Description
'MADGRAD' Method for Stochastic Optimization.
Description
A Momentumized, Adaptive, Dual Averaged Gradient Method for Stochastic Optimization algorithm. MADGRAD is a 'best-of-both-worlds' optimizer with the generalization performance of stochastic gradient descent and at least as fast convergence as that of Adam, often faster. A drop-in optim_madgrad() implementation is provided based on Defazio et al (2020) <doi:10.48550/arXiv.2101.11075>.
README.md
madgrad
The Madgrad package is an R port of the original madgrad by Aaron Defazio and Samy Jelassi.

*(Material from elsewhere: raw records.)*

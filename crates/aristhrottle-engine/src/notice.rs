//! User-facing notices — what a web front end would show as toasts.

use aristhrottle_core::{api::Failure, engagement::Action};

#[derive(Debug, Clone, Copy, PartialEq, Eq)]
pub enum NoticeLevel {
  Success,
  Error,
}

#[derive(Debug, Clone, PartialEq, Eq)]
pub struct Notice {
  pub level:   NoticeLevel,
  pub message: String,
}

impl Notice {
  pub fn success(message: impl Into<String>) -> Self {
    Self { level: NoticeLevel::Success, message: message.into() }
  }

  pub fn error(message: impl Into<String>) -> Self {
    Self { level: NoticeLevel::Error, message: message.into() }
  }

  pub fn is_error(&self) -> bool { self.level == NoticeLevel::Error }

  /// The notice for an accepted request. `activated` is `false` when a vote
  /// was retracted or a bookmark removed.
  pub(crate) fn confirmed(action: Action, activated: bool) -> Self {
    Self::success(match (action, activated) {
      (Action::Vote, true) => "Vote cast successfully!",
      (Action::Vote, false) => "Vote removed",
      (Action::Bookmark, true) => "Bookmark added",
      (Action::Bookmark, false) => "Bookmark removed",
      (Action::Share, _) => "Shared!",
    })
  }

  /// The notice for a failed request.
  pub(crate) fn failed(action: Action, failure: &Failure) -> Self {
    match (action, failure) {
      (Action::Vote, Failure::Rejected { message, .. })
        if message.to_lowercase().contains("cannot vote on your own") =>
      {
        Self::error(message.clone())
      }
      (Action::Vote, Failure::Rejected { message, .. })
        if message.to_lowercase().contains("already") =>
      {
        Self::error("Already voted to this meme")
      }
      (_, Failure::Rejected { message, .. }) if !message.is_empty() => {
        Self::error(message.clone())
      }
      (_, Failure::NotFound) => {
        Self::error("Content not found or has been deleted")
      }
      (Action::Vote, _) => Self::error("Could not record your vote"),
      (Action::Bookmark, _) => Self::error("Could not update your bookmark"),
      (Action::Share, _) => Self::error("Could not record your share"),
    }
  }
}

#[cfg(test)]
mod tests {
  use super::*;

  fn rejected(message: &str) -> Failure {
    Failure::Rejected { status: 400, message: message.into() }
  }

  #[test]
  fn own_content_keeps_the_server_wording() {
    let notice =
      Notice::failed(Action::Vote, &rejected("You cannot vote on your own meme"));
    assert_eq!(notice.message, "You cannot vote on your own meme");
  }

  #[test]
  fn words_containing_own_are_not_own_content() {
    let notice = Notice::failed(
      Action::Vote,
      &rejected("Unknown voter has already voted for this meme"),
    );
    assert_eq!(notice.message, "Already voted to this meme");
  }

  #[test]
  fn generic_failures_name_the_action() {
    let notice = Notice::failed(Action::Bookmark, &Failure::Transport);
    assert!(notice.is_error());
    assert_eq!(notice.message, "Could not update your bookmark");
  }
}
//! SQL schema for the bookmark hint cache.

/// Full schema DDL; idempotent thanks to `CREATE TABLE IF NOT EXISTS`.
pub const SCHEMA: &str = "
PRAGMA journal_mode = WAL;

CREATE TABLE IF NOT EXISTS bookmarks (
    meme_id    TEXT PRIMARY KEY,
    name       TEXT NOT NULL,
    image_url  TEXT NOT NULL,
    saved_at   TEXT NOT NULL    -- ISO 8601 UTC
);

CREATE INDEX IF NOT EXISTS bookmarks_saved_idx ON bookmarks(saved_at);

PRAGMA user_version = 1;
";
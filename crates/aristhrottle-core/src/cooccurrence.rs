//! Tag co-occurrence counting.
//!
//! A pair of tags is stored once, in lexicographic order, so `(a, b)` and
//! `(b, a)` always address the same counter.

use std::collections::{BTreeMap, BTreeSet};

use crate::meme::Meme;

/// An unordered pair of distinct tag keys, stored in canonical order.
#[derive(Debug, Clone, PartialEq, Eq, Hash, PartialOrd, Ord)]
pub struct TagPair {
  first:  String,
  second: String,
}

impl TagPair {
  /// Build the canonical pair. Returns `None` when both keys are equal.
  pub fn new(a: impl Into<String>, b: impl Into<String>) -> Option<Self> {
    let (a, b) = (a.into(), b.into());
    match a.cmp(&b) {
      std::cmp::Ordering::Less => Some(Self { first: a, second: b }),
      std::cmp::Ordering::Greater => Some(Self { first: b, second: a }),
      std::cmp::Ordering::Equal => None,
    }
  }

  pub fn first(&self) -> &str { &self.first }

  pub fn second(&self) -> &str { &self.second }

  /// The partner of `tag` in this pair, if `tag` is a member.
  pub fn other(&self, tag: &str) -> Option<&str> {
    if self.first == tag {
      Some(&self.second)
    } else if self.second == tag {
      Some(&self.first)
    } else {
      None
    }
  }
}

/// Tag keys are compared case-insensitively.
fn key(tag: &str) -> String { tag.trim().to_lowercase() }

/// Co-occurrence counts over a set of memes.
#[derive(Debug, Clone, Default)]
pub struct CooccurrenceTable {
  counts: BTreeMap<TagPair, u64>,
}

impl CooccurrenceTable {
  pub fn from_memes<'a>(memes: impl IntoIterator<Item = &'a Meme>) -> Self {
    let mut table = Self::default();
    for meme in memes {
      table.record(meme.tag_names());
    }
    table
  }

  /// Count every distinct pair among `tags` once.
  pub fn record<'a>(&mut self, tags: impl IntoIterator<Item = &'a str>) {
    let tags: BTreeSet<String> = tags
      .into_iter()
      .map(key)
      .filter(|t| !t.is_empty())
      .collect();
    let tags: Vec<&String> = tags.iter().collect();

    for (i, a) in tags.iter().enumerate() {
      for b in &tags[i + 1..] {
        if let Some(pair) = TagPair::new(a.as_str(), b.as_str()) {
          *self.counts.entry(pair).or_default() += 1;
        }
      }
    }
  }

  pub fn count(&self, a: &str, b: &str) -> u64 {
    TagPair::new(key(a), key(b))
      .and_then(|pair| self.counts.get(&pair).copied())
      .unwrap_or(0)
  }

  /// Tags seen together with `tag`, most frequent first, ties by name.
  pub fn related(&self, tag: &str, limit: usize) -> Vec<(String, u64)> {
    let tag = key(tag);
    let mut related: Vec<(String, u64)> = self
      .counts
      .iter()
      .filter_map(|(pair, n)| pair.other(&tag).map(|o| (o.to_owned(), *n)))
      .collect();
    related.sort_by(|a, b| b.1.cmp(&a.1).then_with(|| a.0.cmp(&b.0)));
    related.truncate(limit);
    related
  }

  pub fn is_empty(&self) -> bool { self.counts.is_empty() }
}
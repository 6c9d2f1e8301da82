//! Error types for `aristhrottle-core`.

use thiserror::Error;

#[derive(Debug, Error)]
pub enum Error {
  #[error("meme record is missing `{0}`")]
  MissingField(&'static str),

  #[error("serialization error: {0}")]
  Serialization(#[from] serde_json::Error),
}

pub type Result<T, E = Error> = std::result::Result<T, E>;
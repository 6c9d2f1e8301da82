//! Feed pane — left panel.

use aristhrottle_core::meme::Meme;
use ratatui::{
  Frame,
  layout::Rect,
  style::{Color, Modifier, Style},
  text::{Line, Span},
  widgets::{Block, Borders, List, ListItem, ListState, Paragraph},
};

use crate::app::{App, Input};

/// Render the filtered feed into `area`.
pub fn draw(f: &mut Frame, area: Rect, app: &App, visible: &[Meme]) {
  let title = if visible.len() == app.feed.len() {
    format!(" Memes ({}/{}) ", app.feed.len(), app.total)
  } else {
    format!(" Memes ({} of {}) ", visible.len(), app.feed.len())
  };

  let block = Block::default()
    .title(title)
    .borders(Borders::ALL)
    .border_style(Style::default().fg(Color::DarkGray));

  let items: Vec<ListItem> = visible.iter().map(row).collect();

  let mut inner_area = block.inner(area);
  f.render_widget(block, area);

  // Input bar at the bottom while typing or while a query is set.
  let bar = match app.input {
    Input::Search => Some(format!("/{}_", app.search)),
    Input::Tags => Some(format!("#{}_", app.tag_input)),
    Input::Normal if !app.search.is_empty() => Some(format!("/{}", app.search)),
    Input::Normal if !app.filter.tags.is_empty() => {
      Some(format!("#{}", app.filter.tags.join(", ")))
    }
    Input::Normal => None,
  };
  if let Some(text) = bar
    && inner_area.height > 2
  {
    let bar_area = Rect {
      x:      inner_area.x,
      y:      inner_area.y + inner_area.height - 1,
      width:  inner_area.width,
      height: 1,
    };
    inner_area.height -= 1;
    f.render_widget(
      Paragraph::new(text).style(Style::default().fg(Color::Yellow)),
      bar_area,
    );
  }

  let mut state = ListState::default();
  state.select(if visible.is_empty() {
    None
  } else {
    Some(app.list_cursor.min(visible.len() - 1))
  });

  f.render_stateful_widget(
    List::new(items).highlight_style(
      Style::default()
        .bg(Color::Blue)
        .fg(Color::White)
        .add_modifier(Modifier::BOLD),
    ),
    inner_area,
    &mut state,
  );
}

fn row(meme: &Meme) -> ListItem<'static> {
  let c = meme.counters;
  let marker = |on: bool, color: Color| {
    if on {
      Style::default().fg(color).add_modifier(Modifier::BOLD)
    } else {
      Style::default().fg(Color::Gray)
    }
  };

  ListItem::new(Line::from(vec![
    Span::styled(format!("▲{:<4}", c.vote_count), marker(c.has_user_voted, Color::Green)),
    Span::styled(format!("★{:<3}", c.bookmark_count), marker(c.is_bookmarked, Color::Yellow)),
    Span::raw(" "),
    Span::raw(meme.name.clone()),
  ]))
}
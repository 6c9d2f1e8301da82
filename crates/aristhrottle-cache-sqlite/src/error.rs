//! Error type for `aristhrottle-cache-sqlite`.

use thiserror::Error;

#[derive(Debug, Error)]
pub enum Error {
  #[error("database error: {0}")]
  Database(#[from] tokio_rusqlite::Error),

  #[error("date/time parse error: {0}")]
  DateParse(String),
}

pub type Result<T, E = Error> = std::result::Result<T, E>;
//! Saved pane — bookmarks remembered by the local cache.

use chrono::Local;
use ratatui::{
  Frame,
  layout::Rect,
  style::{Color, Modifier, Style},
  text::{Line, Span},
  widgets::{Block, Borders, List, ListItem, ListState, Paragraph},
};

use crate::app::App;

pub fn draw(f: &mut Frame, area: Rect, app: &App) {
  let block = Block::default()
    .title(format!(" Saved ({}) ", app.saved.len()))
    .borders(Borders::ALL)
    .border_style(Style::default().fg(Color::DarkGray));

  if app.saved.is_empty() {
    let inner = block.inner(area);
    f.render_widget(block, area);
    f.render_widget(
      Paragraph::new("No bookmarks yet. Press b on a meme to save it.")
        .style(Style::default().fg(Color::DarkGray)),
      inner,
    );
    return;
  }

  let items: Vec<ListItem> = app
    .saved
    .iter()
    .map(|hint| {
      // Prefer the live flag when the meme is loaded.
      let still_saved = app
        .engine
        .store()
        .counters(&hint.meme_id)
        .is_none_or(|c| c.is_bookmarked);
      let star = if still_saved {
        Style::default().fg(Color::Yellow)
      } else {
        Style::default().fg(Color::DarkGray)
      };
      ListItem::new(Line::from(vec![
        Span::styled("★ ", star),
        Span::styled(
          hint.saved_at.with_timezone(&Local).format("%Y-%m-%d %H:%M  ").to_string(),
          Style::default().fg(Color::DarkGray),
        ),
        Span::raw(hint.name.clone()),
      ]))
    })
    .collect();

  let mut state = ListState::default();
  state.select(Some(app.list_cursor.min(items.len() - 1)));

  f.render_stateful_widget(
    List::new(items).block(block).highlight_style(
      Style::default()
        .bg(Color::Blue)
        .fg(Color::White)
        .add_modifier(Modifier::BOLD),
    ),
    area,
    &mut state,
  );
}
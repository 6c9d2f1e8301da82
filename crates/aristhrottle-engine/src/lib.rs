//! Shared optimistic engagement engine.
//!
//! Every view that votes, bookmarks or shares goes through one
//! [`EngagementEngine`]: it owns the normalised [`MemeStore`], applies the
//! optimistic state, talks to any [`aristhrottle_core::api::EngagementApi`]
//! and settles or rolls back. A [`FeedPoller`] keeps the store fresh in
//! the background.

mod engine;
mod notice;
mod poller;
mod store;

pub mod error;

pub use engine::{EngagementEngine, Outcome};
pub use error::{EngagementError, Result};
pub use notice::{Notice, NoticeLevel};
pub use poller::{DEFAULT_POLL_INTERVAL, FeedPoller, PollerConfig};
pub use store::MemeStore;

#[cfg(test)]
mod tests;
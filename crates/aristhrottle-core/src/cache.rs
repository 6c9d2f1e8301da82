//! The `BookmarkCache` trait.
//!
//! A local record of which memes the viewer bookmarked. It backs the saved
//! list and is never consulted for counts or flags. Implemented by
//! `aristhrottle-cache-sqlite`.

use std::future::Future;

use chrono::{DateTime, Utc};
use serde::{Deserialize, Serialize};

use crate::meme::{Meme, MemeId};

/// What the cache remembers about one bookmarked meme.
#[derive(Debug, Clone, PartialEq, Eq, Serialize, Deserialize)]
pub struct BookmarkHint {
  pub meme_id:   MemeId,
  pub name:      String,
  pub image_url: String,
  pub saved_at:  DateTime<Utc>,
}

impl BookmarkHint {
  pub fn for_meme(meme: &Meme, saved_at: DateTime<Utc>) -> Self {
    Self {
      meme_id: meme.id.clone(),
      name: meme.name.clone(),
      image_url: meme.image_url.clone(),
      saved_at,
    }
  }
}

/// Best-effort local store of bookmark hints. Never a source of truth.
pub trait BookmarkCache: Send + Sync {
  type Error: std::error::Error + Send + Sync + 'static;

  /// Remember `hint`, replacing any previous entry for the same meme.
  fn insert(
    &self,
    hint: BookmarkHint,
  ) -> impl Future<Output = Result<(), Self::Error>> + Send + '_;

  /// Forget the hint for `id`. Removing an absent entry is not an error.
  fn remove<'a>(
    &'a self,
    id: &'a MemeId,
  ) -> impl Future<Output = Result<(), Self::Error>> + Send + 'a;

  /// All hints, most recently saved first.
  fn list(
    &self,
  ) -> impl Future<Output = Result<Vec<BookmarkHint>, Self::Error>> + Send + '_;
}
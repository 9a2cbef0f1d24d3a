// Copyright (C) 2026 Fred Clausen
// Use of this source code is governed by an MIT-style
// license that can be found in the LICENSE file or at
// https://opensource.org/licenses/MIT.

#![allow(clippy::expect_used, clippy::unwrap_used)]

mod transaction_tests;

use std::cell::RefCell;
use std::rc::Rc;
use std::sync::LazyLock;

use dbrow::{
    Diagnostics, Entity, Inconsistency, PropertyDescriptor, PropertyScheme, RowState, Value,
};

use crate::Persistence;

const COUNTERS_DDL: &str = "CREATE TABLE counters (
    id INTEGER PRIMARY KEY AUTOINCREMENT,
    label TEXT NOT NULL DEFAULT '',
    total INTEGER NOT NULL DEFAULT 0,
    ratio REAL
)";

/// A minimal entity: a labelled running total.
#[derive(Debug, Default)]
pub struct Counter {
    row: RowState,
    pub label: String,
    pub total: i64,
    pub ratio: Option<f64>,
}

type CounterProperty = PropertyDescriptor<Counter>;

static COUNTER_SCHEME: LazyLock<PropertyScheme<Counter>> = LazyLock::new(|| {
    PropertyScheme::new(vec![
        CounterProperty::new("label").field("label").slot(
            |counter| counter.label.clone().into(),
            |counter, value| {
                counter.label = value.decode("label")?;
                Ok(())
            },
        ),
        CounterProperty::new("total").field("total").numeric().slot(
            |counter| counter.total.into(),
            |counter, value| {
                counter.total = value.decode("total")?;
                Ok(())
            },
        ),
        CounterProperty::new("ratio").field("ratio").numeric().slot(
            |counter| counter.ratio.into(),
            |counter, value| {
                counter.ratio = value.decode("ratio")?;
                Ok(())
            },
        ),
    ])
});

impl Entity for Counter {
    const TABLE: &'static str = "counters";

    fn scheme() -> &'static PropertyScheme<Self> {
        &COUNTER_SCHEME
    }

    fn row_state(&self) -> &RowState {
        &self.row
    }

    fn row_state_mut(&mut self) -> &mut RowState {
        &mut self.row
    }

    fn is_empty(&self) -> bool {
        self.total <= 0
    }
}

/// Diagnostics sink that keeps every report for later assertions.
#[derive(Clone, Default)]
pub struct CollectingDiagnostics {
    reports: Rc<RefCell<Vec<Inconsistency>>>,
}

impl CollectingDiagnostics {
    pub fn reports(&self) -> Vec<Inconsistency> {
        self.reports.borrow().clone()
    }
}

impl Diagnostics for CollectingDiagnostics {
    fn report(&self, _table: &str, inconsistency: &Inconsistency) {
        self.reports.borrow_mut().push(inconsistency.clone());
    }
}

/// An in-memory database with the `counters` table.
pub fn counter_store() -> Persistence {
    let mut persistence = Persistence::new_in_memory().unwrap();
    persistence.execute_raw(COUNTERS_DDL).unwrap();
    persistence
}

/// Like [`counter_store`], with reports collected instead of logged.
pub fn observed_counter_store() -> (Persistence, CollectingDiagnostics) {
    let diagnostics = CollectingDiagnostics::default();
    let persistence = counter_store().with_diagnostics(Box::new(diagnostics.clone()));
    (persistence, diagnostics)
}

/// Inserts a counter with `total` and returns its id.
pub fn insert_counter(persistence: &mut Persistence, label: &str, total: i64) -> i64 {
    let mut counter = Counter::default();
    counter.set("label", label).unwrap();
    counter.set("total", total).unwrap();
    counter.insert(persistence).unwrap()
}

pub fn load_counter(persistence: &mut Persistence, id: i64) -> Option<Counter> {
    let mut counter = Counter::default();
    counter
        .load(persistence, id, false)
        .unwrap()
        .then_some(counter)
}

pub fn total_of(persistence: &mut Persistence, id: i64) -> Value {
    load_counter(persistence, id)
        .map(|counter| counter.get("total").unwrap())
        .unwrap_or_default()
}
// Copyright (C) 2026 Fred Clausen
// Use of this source code is governed by an MIT-style
// license that can be found in the LICENSE file or at
// https://opensource.org/licenses/MIT.

//! [`RowStore`] implementation over the active backend connection.

use dbrow::{Diagnostics, RawRow, RowError, RowStore, Select, Statement};
use tracing::debug;

use crate::backend::PersistenceBackend;
use crate::{BackendConnection, Persistence};

impl RowStore for Persistence {
    fn execute(&mut self, statement: &Statement) -> Result<usize, RowError> {
        let affected = match &mut self.conn {
            BackendConnection::Sqlite(conn) => conn.execute_statement(statement),
            #[cfg(feature = "mysql")]
            BackendConnection::Mysql(conn) => conn.execute_statement(statement),
        }?;
        debug!(affected, "Statement executed");
        Ok(affected)
    }

    fn fetch_one(&mut self, select: &Select) -> Result<Option<RawRow>, RowError> {
        let row = match &mut self.conn {
            BackendConnection::Sqlite(conn) => conn.fetch_row(select),
            #[cfg(feature = "mysql")]
            BackendConnection::Mysql(conn) => conn.fetch_row(select),
        }?;
        Ok(row)
    }

    fn last_inserted_id(&mut self) -> Result<i64, RowError> {
        let id = match &mut self.conn {
            BackendConnection::Sqlite(conn) => conn.get_last_insert_rowid(),
            #[cfg(feature = "mysql")]
            BackendConnection::Mysql(conn) => conn.get_last_insert_rowid(),
        }?;
        Ok(id)
    }

    fn acquire_row_lock(&mut self, table: &str, id_field: &str, id: i64) -> Result<(), RowError> {
        match &mut self.conn {
            BackendConnection::Sqlite(_) => {
                debug!(table, id_field, id, "SQLite has no row locks, skipping");
            }
            #[cfg(feature = "mysql")]
            BackendConnection::Mysql(conn) => {
                crate::backend::mysql::lock_row(conn, table, id_field, id)?;
            }
        }
        Ok(())
    }

    fn is_transaction_open(&mut self) -> bool {
        self.transaction_depth() > 0
    }

    fn diagnostics(&self) -> &dyn Diagnostics {
        self.diagnostics.as_ref()
    }
}
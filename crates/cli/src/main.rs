// Copyright (C) 2026 Fred Clausen
// Use of this source code is governed by an MIT-style
// license that can be found in the LICENSE file or at
// https://opensource.org/licenses/MIT.

//! # dbrow
//!
//! Command-line access to the inventory rows of a dbrow database.
//!
//! Every command opens the database, brings the schema up to date and
//! prints the affected row as JSON. Writes run inside a transaction.
//!
//! Without `--database` an in-memory database is used, which only lives for
//! the duration of one command.

#![deny(
    clippy::pedantic,
    clippy::nursery,
    clippy::style,
    clippy::correctness,
    clippy::all,
    clippy::unwrap_used,
    clippy::expect_used
)]

mod commands;
#[cfg(test)]
mod tests;

use clap::{Parser, Subcommand, ValueEnum};
use clap_verbosity_flag::{InfoLevel, Verbosity};
use color_eyre::Result;
use dbrow_domain::schema;
use dbrow_persistence::Persistence;
use tracing::level_filters::LevelFilter;
use tracing::info;
use tracing_log::AsTrace;
use tracing_subscriber::EnvFilter;

fn main() -> Result<()> {
    color_eyre::install()?;
    let args = Args::parse();
    tracing_subscriber::fmt()
        .with_env_filter(
            EnvFilter::builder()
                .with_default_directive(args.log_level().into())
                .from_env_lossy(),
        )
        .with_writer(std::io::stderr)
        .without_time()
        .init();

    match args.run() {
        Ok(()) => (),
        Err(err) => {
            tracing::error!("{err}");
            std::process::exit(1);
        }
    }
    Ok(())
}

#[derive(Debug, Parser)]
#[command(name = "dbrow", version, about)]
struct Args {
    /// Path to the `SQLite` database file. If not provided, uses in-memory database.
    #[arg(short, long, global = true)]
    database: Option<String>,

    /// `MySQL` connection URL. Takes precedence over `--database`.
    #[cfg(feature = "mysql")]
    #[arg(long, global = true)]
    mysql_url: Option<String>,

    #[command(subcommand)]
    command: Command,

    #[command(flatten)]
    verbosity: Verbosity<InfoLevel>,
}

impl Args {
    fn run(self) -> Result<()> {
        let mut persistence = self.open()?;
        let applied = schema::initialize(&mut persistence)?;
        let output = self.command.run(&mut persistence, &applied)?;
        println!("{}", serde_json::to_string_pretty(&output)?);
        Ok(())
    }

    fn open(&self) -> Result<Persistence> {
        #[cfg(feature = "mysql")]
        if let Some(url) = &self.mysql_url {
            info!("Using MySQL database");
            return Ok(Persistence::new_with_mysql(url)?);
        }

        let persistence = if let Some(path) = &self.database {
            info!("Using file-based database at: {path}");
            Persistence::new_with_file(path)?
        } else {
            info!("Using in-memory database");
            Persistence::new_in_memory()?
        };
        Ok(persistence)
    }

    fn log_level(&self) -> LevelFilter {
        self.verbosity.log_level_filter().as_trace()
    }
}

/// Row types reachable from the command line.
#[derive(Clone, Copy, Debug, PartialEq, Eq, ValueEnum)]
enum Table {
    Fleet,
    Unit,
}

#[derive(Clone, Debug, Subcommand)]
enum Command {
    /// Apply pending schema migrations and list them
    Init,

    /// Create a fleet
    #[command(visible_alias = "af")]
    AddFleet {
        name: String,

        /// Short fleet code, stored upper-case
        #[arg(long)]
        code: Option<String>,
    },

    /// Create a unit, optionally attached to a fleet
    #[command(visible_alias = "au")]
    AddUnit {
        name: String,

        #[arg(short = 'n', long, default_value_t = 1)]
        quantity: i64,

        /// loose, crate or pallet
        #[arg(short, long, default_value = "loose")]
        kind: String,

        /// Weight in kilograms
        #[arg(short, long)]
        weight: Option<f64>,

        /// Storage position as sector:slot
        #[arg(short, long)]
        location: Option<String>,

        /// Last service date as YYYY-MM-DD
        #[arg(long)]
        serviced_on: Option<String>,

        /// Id of the fleet to attach the unit to
        #[arg(short, long)]
        fleet: Option<i64>,
    },

    /// Print a row
    Show { table: Table, id: i64 },

    /// Replace a property value
    Set {
        table: Table,
        id: i64,
        property: String,
        /// Integers, decimals, true, false and null are typed, anything else is text
        #[arg(allow_hyphen_values = true)]
        value: String,
    },

    /// Add a delta to a numeric property at the database
    Adjust {
        table: Table,
        id: i64,
        property: String,
        #[arg(allow_hyphen_values = true)]
        delta: String,
    },

    /// Delete a row
    #[command(visible_alias = "rm")]
    Remove { table: Table, id: i64 },
}
// Copyright (C) 2026 Fred Clausen
// Use of this source code is governed by an MIT-style
// license that can be found in the LICENSE file or at
// https://opensource.org/licenses/MIT.

//! Inventory entities persisted through dbrow.
//!
//! - [`Unit`]: a stocked quantity at a location. Quantities move with
//!   relative adjustments, weights are converted between kilograms and
//!   stored grams, and the location spans two columns.
//! - [`Fleet`]: a named group of units that saves its units with itself.

#![deny(
    clippy::pedantic,
    clippy::cargo,
    clippy::nursery,
    clippy::style,
    clippy::correctness,
    clippy::all,
    clippy::suspicious,
    clippy::complexity,
    clippy::perf,
    clippy::unwrap_used,
    clippy::expect_used
)]
#![allow(clippy::multiple_crate_versions)]

mod error;
mod fleet;
pub mod schema;
mod types;
mod unit;

#[cfg(test)]
mod tests;

pub use error::DomainError;
pub use fleet::Fleet;
pub use types::{Location, UnitKind, format_date, parse_date, timestamp_from_unix};
pub use unit::Unit;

See the Arxiv paper for details on the method.
Installation
You can install madgrad from CRAN using:
install.packages("madgrad")
The development version from GitHub can be installed with:
# install.packages("devtools")
devtools::install_github("mlverse/madgrad")
Example
This is a small example showing how to use madgrad with torch to minimize a function, of course, madgrad is not the best algorithm for this task and should work better for neural network training.
library(madgrad)
library(torch)
torch_manual_seed(1)
f <- function(x, y) {
log((1.5 - x + x*y)^2 + (2.25 - x - x*(y^2))^2 + (2.625 - x + x*(y^3))^2)
}
x <- torch_tensor(-5, requires_grad = TRUE)
y <- torch_tensor(-2, requires_grad = TRUE)
opt <- optim_madgrad(params = list(x, y), lr = 0.1)
for (i in 1:100) {
opt$zero_grad()
z <- f(x, y)
z$backward()
opt$step()
}
x
#> torch_tensor
#> 2.2882
#> [ CPUFloatType{1} ]
y
#> torch_tensor
#> 0.2412
#> [ CPUFloatType{1} ]